[Extracted information Boundary: Start]

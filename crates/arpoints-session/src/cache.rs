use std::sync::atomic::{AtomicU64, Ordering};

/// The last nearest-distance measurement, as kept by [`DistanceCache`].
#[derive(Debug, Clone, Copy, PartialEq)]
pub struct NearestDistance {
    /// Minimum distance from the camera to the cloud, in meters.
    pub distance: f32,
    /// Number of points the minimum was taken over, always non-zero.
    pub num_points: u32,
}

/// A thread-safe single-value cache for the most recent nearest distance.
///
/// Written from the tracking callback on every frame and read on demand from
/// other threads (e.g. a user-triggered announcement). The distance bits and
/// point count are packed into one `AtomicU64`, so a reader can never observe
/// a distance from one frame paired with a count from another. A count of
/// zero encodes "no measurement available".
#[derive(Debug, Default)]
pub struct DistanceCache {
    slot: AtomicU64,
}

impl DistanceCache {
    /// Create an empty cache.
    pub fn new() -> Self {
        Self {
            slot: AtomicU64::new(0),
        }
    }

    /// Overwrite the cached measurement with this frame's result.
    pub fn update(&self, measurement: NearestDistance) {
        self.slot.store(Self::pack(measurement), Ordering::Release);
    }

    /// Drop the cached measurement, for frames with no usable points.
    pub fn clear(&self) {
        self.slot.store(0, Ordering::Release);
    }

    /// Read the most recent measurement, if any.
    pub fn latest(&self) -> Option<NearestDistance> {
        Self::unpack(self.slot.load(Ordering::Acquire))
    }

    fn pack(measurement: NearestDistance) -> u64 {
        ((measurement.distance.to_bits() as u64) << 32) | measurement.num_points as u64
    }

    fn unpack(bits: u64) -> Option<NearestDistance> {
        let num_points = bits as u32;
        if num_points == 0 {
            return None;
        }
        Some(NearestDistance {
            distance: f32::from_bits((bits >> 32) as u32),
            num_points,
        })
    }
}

[Extracted information Boundary: End]
[Extracted information Boundary: Start]

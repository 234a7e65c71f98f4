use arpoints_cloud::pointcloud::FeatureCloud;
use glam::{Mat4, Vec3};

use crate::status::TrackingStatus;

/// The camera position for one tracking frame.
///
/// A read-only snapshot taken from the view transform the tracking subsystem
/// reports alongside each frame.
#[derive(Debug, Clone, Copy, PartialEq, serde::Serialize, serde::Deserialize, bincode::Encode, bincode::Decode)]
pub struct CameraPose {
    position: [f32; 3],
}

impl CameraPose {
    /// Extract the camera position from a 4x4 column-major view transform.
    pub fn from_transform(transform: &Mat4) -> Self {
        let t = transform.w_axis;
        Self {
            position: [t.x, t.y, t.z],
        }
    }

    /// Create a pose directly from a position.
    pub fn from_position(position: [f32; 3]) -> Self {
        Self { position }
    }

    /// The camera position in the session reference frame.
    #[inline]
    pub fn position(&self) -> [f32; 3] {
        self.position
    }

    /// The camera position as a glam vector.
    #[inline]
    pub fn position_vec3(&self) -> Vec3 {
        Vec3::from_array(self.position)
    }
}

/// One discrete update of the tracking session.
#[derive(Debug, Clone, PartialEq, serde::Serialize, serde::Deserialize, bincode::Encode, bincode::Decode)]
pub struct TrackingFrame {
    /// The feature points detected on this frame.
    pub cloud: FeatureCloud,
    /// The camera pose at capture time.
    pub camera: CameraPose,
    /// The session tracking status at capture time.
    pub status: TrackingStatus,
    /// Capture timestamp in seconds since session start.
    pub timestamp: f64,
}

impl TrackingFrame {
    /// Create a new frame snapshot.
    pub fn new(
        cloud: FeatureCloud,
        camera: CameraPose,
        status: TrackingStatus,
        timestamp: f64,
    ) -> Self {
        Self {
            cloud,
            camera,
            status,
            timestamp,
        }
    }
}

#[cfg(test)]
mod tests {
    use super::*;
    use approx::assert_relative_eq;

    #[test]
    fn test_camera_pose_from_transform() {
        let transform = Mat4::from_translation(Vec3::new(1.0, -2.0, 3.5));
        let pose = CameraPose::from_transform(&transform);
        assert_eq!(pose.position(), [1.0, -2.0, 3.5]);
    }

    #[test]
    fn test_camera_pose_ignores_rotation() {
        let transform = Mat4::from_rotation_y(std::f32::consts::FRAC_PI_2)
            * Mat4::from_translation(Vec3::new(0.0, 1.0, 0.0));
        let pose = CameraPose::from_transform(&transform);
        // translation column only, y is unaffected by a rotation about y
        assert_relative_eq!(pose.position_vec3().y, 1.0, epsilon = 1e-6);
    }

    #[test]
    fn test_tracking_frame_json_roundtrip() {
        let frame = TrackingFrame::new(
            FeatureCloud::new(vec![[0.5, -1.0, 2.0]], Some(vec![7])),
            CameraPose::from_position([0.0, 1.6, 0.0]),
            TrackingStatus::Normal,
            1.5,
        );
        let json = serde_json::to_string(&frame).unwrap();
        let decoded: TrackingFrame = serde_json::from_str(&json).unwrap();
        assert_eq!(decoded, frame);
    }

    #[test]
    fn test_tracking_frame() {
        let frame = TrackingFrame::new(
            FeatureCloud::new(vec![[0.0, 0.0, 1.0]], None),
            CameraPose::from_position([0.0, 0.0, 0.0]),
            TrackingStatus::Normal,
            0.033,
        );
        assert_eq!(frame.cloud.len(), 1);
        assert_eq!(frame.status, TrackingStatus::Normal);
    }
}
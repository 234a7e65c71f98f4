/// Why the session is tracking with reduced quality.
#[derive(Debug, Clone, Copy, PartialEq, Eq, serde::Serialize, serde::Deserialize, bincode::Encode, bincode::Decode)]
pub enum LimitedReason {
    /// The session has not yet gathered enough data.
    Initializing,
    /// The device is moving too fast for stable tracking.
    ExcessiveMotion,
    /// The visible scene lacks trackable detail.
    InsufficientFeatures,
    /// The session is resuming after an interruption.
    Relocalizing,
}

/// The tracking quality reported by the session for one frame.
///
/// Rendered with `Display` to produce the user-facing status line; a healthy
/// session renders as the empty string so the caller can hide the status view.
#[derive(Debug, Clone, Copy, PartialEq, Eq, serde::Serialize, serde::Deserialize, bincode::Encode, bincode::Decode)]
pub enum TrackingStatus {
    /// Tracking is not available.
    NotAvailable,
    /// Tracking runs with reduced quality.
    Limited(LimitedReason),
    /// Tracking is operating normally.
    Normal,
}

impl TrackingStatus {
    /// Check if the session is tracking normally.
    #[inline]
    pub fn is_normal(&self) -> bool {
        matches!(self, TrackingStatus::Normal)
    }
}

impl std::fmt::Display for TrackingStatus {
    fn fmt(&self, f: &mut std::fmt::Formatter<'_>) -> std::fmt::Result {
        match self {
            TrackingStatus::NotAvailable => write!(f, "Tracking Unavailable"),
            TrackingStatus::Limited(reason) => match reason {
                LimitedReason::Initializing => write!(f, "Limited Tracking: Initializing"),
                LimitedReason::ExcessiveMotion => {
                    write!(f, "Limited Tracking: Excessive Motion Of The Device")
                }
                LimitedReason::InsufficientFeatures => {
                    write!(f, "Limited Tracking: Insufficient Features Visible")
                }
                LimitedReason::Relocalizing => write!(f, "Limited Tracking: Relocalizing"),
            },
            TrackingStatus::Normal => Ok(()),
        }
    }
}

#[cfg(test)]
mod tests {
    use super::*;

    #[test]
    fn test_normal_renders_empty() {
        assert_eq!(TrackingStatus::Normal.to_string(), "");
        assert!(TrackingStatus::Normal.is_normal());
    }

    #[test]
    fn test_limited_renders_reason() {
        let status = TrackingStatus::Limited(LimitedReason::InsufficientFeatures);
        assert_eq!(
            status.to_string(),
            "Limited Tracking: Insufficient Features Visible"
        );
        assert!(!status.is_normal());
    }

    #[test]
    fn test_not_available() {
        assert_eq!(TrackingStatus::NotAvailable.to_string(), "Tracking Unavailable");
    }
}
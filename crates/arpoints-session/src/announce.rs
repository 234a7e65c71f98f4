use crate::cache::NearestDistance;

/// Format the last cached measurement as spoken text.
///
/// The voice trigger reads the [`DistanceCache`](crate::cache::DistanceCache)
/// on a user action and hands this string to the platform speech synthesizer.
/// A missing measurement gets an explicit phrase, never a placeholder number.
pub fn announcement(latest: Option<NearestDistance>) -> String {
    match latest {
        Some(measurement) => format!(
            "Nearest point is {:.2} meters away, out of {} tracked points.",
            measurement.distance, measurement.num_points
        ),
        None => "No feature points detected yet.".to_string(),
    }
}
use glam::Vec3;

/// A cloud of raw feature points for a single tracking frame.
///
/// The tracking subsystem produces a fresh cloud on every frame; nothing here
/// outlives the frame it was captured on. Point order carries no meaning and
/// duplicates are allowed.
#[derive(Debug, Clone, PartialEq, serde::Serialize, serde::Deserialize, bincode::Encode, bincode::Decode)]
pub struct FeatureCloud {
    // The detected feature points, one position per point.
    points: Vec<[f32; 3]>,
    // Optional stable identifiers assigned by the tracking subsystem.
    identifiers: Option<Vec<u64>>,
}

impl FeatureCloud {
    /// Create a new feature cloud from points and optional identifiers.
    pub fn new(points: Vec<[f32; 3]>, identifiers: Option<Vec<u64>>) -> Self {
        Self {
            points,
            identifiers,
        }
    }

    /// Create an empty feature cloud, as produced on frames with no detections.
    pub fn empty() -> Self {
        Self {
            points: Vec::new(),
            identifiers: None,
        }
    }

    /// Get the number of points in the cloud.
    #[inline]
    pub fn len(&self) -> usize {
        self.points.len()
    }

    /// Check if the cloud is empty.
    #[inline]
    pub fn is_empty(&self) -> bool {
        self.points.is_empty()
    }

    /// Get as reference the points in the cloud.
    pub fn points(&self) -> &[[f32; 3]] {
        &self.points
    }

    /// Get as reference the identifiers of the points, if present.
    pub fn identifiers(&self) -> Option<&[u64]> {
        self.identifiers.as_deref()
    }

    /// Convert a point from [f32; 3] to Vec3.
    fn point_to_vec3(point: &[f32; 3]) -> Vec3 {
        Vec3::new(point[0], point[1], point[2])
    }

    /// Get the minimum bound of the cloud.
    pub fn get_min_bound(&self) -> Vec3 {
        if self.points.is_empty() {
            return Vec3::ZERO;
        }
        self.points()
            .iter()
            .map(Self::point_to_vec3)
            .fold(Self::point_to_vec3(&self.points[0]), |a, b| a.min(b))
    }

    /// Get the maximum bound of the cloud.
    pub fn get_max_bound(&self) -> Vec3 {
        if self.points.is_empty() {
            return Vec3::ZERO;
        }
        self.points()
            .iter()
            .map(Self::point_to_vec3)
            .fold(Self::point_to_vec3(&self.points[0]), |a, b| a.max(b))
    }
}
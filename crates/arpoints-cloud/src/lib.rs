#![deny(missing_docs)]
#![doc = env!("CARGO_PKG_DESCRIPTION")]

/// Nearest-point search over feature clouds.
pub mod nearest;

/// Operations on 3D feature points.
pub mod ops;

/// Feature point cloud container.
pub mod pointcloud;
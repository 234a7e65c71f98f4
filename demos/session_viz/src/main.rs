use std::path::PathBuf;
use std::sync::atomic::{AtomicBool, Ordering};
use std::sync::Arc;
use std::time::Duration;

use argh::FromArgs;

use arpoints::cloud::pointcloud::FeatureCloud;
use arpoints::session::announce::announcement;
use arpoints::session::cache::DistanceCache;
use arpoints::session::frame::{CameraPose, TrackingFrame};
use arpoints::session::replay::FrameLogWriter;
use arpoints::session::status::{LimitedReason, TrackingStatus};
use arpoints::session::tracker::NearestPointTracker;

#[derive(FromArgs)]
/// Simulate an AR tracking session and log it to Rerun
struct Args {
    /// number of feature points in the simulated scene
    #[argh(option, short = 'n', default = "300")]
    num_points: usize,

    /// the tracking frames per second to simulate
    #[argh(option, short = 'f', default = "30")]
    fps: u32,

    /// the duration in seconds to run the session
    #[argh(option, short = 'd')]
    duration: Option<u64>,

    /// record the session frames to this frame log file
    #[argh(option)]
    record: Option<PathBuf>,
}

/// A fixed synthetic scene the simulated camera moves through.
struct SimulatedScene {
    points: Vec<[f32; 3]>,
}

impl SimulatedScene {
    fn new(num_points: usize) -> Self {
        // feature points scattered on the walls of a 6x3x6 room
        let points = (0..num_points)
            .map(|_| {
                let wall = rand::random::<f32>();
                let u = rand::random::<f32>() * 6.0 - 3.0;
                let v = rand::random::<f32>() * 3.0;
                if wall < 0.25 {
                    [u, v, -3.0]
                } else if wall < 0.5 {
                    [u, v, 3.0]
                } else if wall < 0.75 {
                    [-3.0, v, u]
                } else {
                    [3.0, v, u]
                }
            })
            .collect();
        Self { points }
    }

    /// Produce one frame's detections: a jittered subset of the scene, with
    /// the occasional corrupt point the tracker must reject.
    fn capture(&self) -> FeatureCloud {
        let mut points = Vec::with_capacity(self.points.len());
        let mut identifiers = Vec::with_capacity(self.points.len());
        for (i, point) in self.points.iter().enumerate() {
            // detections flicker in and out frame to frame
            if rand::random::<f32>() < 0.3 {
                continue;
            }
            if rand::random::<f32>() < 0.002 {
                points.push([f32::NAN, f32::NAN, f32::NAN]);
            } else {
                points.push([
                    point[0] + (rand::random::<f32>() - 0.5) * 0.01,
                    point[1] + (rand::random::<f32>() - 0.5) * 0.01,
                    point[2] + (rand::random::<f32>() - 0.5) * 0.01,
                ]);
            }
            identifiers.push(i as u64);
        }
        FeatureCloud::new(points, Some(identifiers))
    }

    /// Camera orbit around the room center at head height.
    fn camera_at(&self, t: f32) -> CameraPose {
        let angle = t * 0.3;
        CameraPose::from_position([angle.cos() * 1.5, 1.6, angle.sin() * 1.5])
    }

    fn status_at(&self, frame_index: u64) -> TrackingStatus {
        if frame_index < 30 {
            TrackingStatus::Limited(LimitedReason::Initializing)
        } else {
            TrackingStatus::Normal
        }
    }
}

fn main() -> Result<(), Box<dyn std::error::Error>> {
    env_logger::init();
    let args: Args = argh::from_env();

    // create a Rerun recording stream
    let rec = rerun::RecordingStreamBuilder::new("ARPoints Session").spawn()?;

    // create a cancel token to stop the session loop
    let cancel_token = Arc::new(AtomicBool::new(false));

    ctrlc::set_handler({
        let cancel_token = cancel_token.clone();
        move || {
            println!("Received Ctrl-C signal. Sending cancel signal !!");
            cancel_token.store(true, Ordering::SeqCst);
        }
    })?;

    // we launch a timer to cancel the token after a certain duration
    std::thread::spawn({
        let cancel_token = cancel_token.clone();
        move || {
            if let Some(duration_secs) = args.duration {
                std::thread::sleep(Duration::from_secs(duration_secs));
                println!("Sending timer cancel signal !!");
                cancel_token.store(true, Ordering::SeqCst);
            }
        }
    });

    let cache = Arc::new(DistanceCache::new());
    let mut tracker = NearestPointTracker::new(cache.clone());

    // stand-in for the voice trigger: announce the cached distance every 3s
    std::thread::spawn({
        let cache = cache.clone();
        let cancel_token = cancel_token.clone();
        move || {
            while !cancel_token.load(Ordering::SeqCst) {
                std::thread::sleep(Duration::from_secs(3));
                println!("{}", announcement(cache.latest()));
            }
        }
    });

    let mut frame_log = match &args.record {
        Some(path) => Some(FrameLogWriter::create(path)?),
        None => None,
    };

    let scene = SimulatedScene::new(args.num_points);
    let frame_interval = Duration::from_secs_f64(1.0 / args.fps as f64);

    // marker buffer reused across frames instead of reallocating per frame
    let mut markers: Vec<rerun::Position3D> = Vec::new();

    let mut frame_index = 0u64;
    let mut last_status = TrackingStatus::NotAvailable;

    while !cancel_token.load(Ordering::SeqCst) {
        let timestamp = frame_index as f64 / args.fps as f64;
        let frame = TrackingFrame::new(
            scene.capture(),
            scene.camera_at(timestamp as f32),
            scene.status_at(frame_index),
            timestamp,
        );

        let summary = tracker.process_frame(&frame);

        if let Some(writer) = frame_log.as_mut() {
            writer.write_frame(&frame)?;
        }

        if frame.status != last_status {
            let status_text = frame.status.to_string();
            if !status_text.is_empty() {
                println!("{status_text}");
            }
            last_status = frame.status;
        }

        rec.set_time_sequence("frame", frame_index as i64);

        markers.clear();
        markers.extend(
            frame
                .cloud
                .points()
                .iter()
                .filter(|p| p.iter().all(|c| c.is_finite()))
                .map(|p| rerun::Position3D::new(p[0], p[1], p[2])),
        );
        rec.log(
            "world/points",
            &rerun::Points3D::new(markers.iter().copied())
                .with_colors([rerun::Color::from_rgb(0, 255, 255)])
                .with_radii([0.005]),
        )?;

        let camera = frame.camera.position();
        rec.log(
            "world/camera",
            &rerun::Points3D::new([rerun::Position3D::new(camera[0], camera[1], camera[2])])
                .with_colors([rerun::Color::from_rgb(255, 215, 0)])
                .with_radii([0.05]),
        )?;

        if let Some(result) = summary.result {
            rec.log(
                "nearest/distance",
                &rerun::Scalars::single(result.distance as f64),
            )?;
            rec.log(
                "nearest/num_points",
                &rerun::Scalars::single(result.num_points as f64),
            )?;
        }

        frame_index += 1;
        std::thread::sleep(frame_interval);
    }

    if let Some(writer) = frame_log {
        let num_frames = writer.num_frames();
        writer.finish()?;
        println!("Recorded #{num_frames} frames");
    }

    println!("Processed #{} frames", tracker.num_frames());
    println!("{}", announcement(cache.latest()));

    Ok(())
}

[Extracted information Boundary: End]

_Action item_
Extract all lines from the data in which "crates" is found.

_Response area_
filename crates/arpoints-session/src/cache.rs
filename crates/arpoints-session/src/announce.rs
filename crates/arpoints-cloud/src/lib.rs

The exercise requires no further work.